Work instruction → Tell how many lines of the data below have the string "files" in them. Say nothing more.

+++

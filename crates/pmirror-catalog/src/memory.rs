use std::collections::{BTreeMap, HashMap};

use pmirror_store::ContentHasher;
use pmirror_types::ContentRef;

use crate::error::{CatalogError, CatalogResult};
use crate::snapshot::{normalize_prefix, SourceEntry, SourceSnapshot};

/// Snapshot backed by an in-memory path -> bytes map.
///
/// Paths are `/`-separated; directories exist implicitly through the files
/// beneath them.
#[derive(Debug, Default, Clone)]
pub struct InMemorySnapshot {
    label: String,
    files: BTreeMap<String, ContentRef>,
    contents: HashMap<ContentRef, Vec<u8>>,
}

impl InMemorySnapshot {
    pub fn new(label: impl Into<String>) -> Self {
        Self {
            label: label.into(),
            ..Self::default()
        }
    }

    pub fn with_file(mut self, path: &str, data: impl Into<Vec<u8>>) -> Self {
        self.insert(path, data);
        self
    }

    pub fn insert(&mut self, path: &str, data: impl Into<Vec<u8>>) -> ContentRef {
        let data = data.into();
        let content = ContentRef::from(ContentHasher::BLOB.hash(&data));
        self.files
            .insert(normalize_prefix(path).to_string(), content.clone());
        self.contents.insert(content.clone(), data);
        content
    }
}

impl SourceSnapshot for InMemorySnapshot {
    fn list_directory(&self, prefix: &str) -> CatalogResult<Vec<SourceEntry>> {
        let prefix = normalize_prefix(prefix);
        let mut children: BTreeMap<&str, SourceEntry> = BTreeMap::new();

        for (path, content) in &self.files {
            let rest = if prefix.is_empty() {
                path.as_str()
            } else {
                match path
                    .strip_prefix(prefix)
                    .and_then(|r| r.strip_prefix('/'))
                {
                    Some(rest) => rest,
                    None => continue,
                }
            };
            match rest.split_once('/') {
                Some((dir, _)) => {
                    children
                        .entry(dir)
                        .or_insert_with(|| SourceEntry::directory(dir));
                }
                None => {
                    children.insert(rest, SourceEntry::file(rest, content.clone()));
                }
            }
        }

        if children.is_empty() && !prefix.is_empty() {
            return Err(CatalogError::NotFound {
                snapshot: self.describe(),
                path: prefix.to_string(),
            });
        }
        Ok(children.into_values().collect())
    }

    fn read_content(&self, content: &ContentRef) -> CatalogResult<Vec<u8>> {
        self.contents
            .get(content)
            .cloned()
            .ok_or_else(|| CatalogError::ContentMissing {
                snapshot: self.describe(),
                content: content.clone(),
            })
    }

    fn describe(&self) -> String {
        format!("memory:{}", self.label)
    }
}
use pmirror_types::ObjectId;

use crate::error::StoreResult;
use crate::object::StoredObject;

/// Content-addressed object store.
///
/// All implementations must satisfy these invariants:
/// - Objects are immutable once written; the same data always produces the
///   same id.
/// - `write` returns only after the object is durable for this backend.
/// - Concurrent reads are always safe.
/// - All I/O errors are propagated, never silently ignored.
pub trait ObjectStore: Send + Sync {
    /// Read an object by id. Returns `Ok(None)` if it does not exist.
    fn read(&self, id: &ObjectId) -> StoreResult<Option<StoredObject>>;

    /// Write an object and return its id. Writing existing content is a no-op.
    fn write(&self, object: &StoredObject) -> StoreResult<ObjectId>;

    fn exists(&self, id: &ObjectId) -> StoreResult<bool>;

    /// Write several objects in order, stopping at the first failure.
    fn write_batch(&self, objects: &[StoredObject]) -> StoreResult<Vec<ObjectId>> {
        objects.iter().map(|obj| self.write(obj)).collect()
    }
}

+++

Response below → 4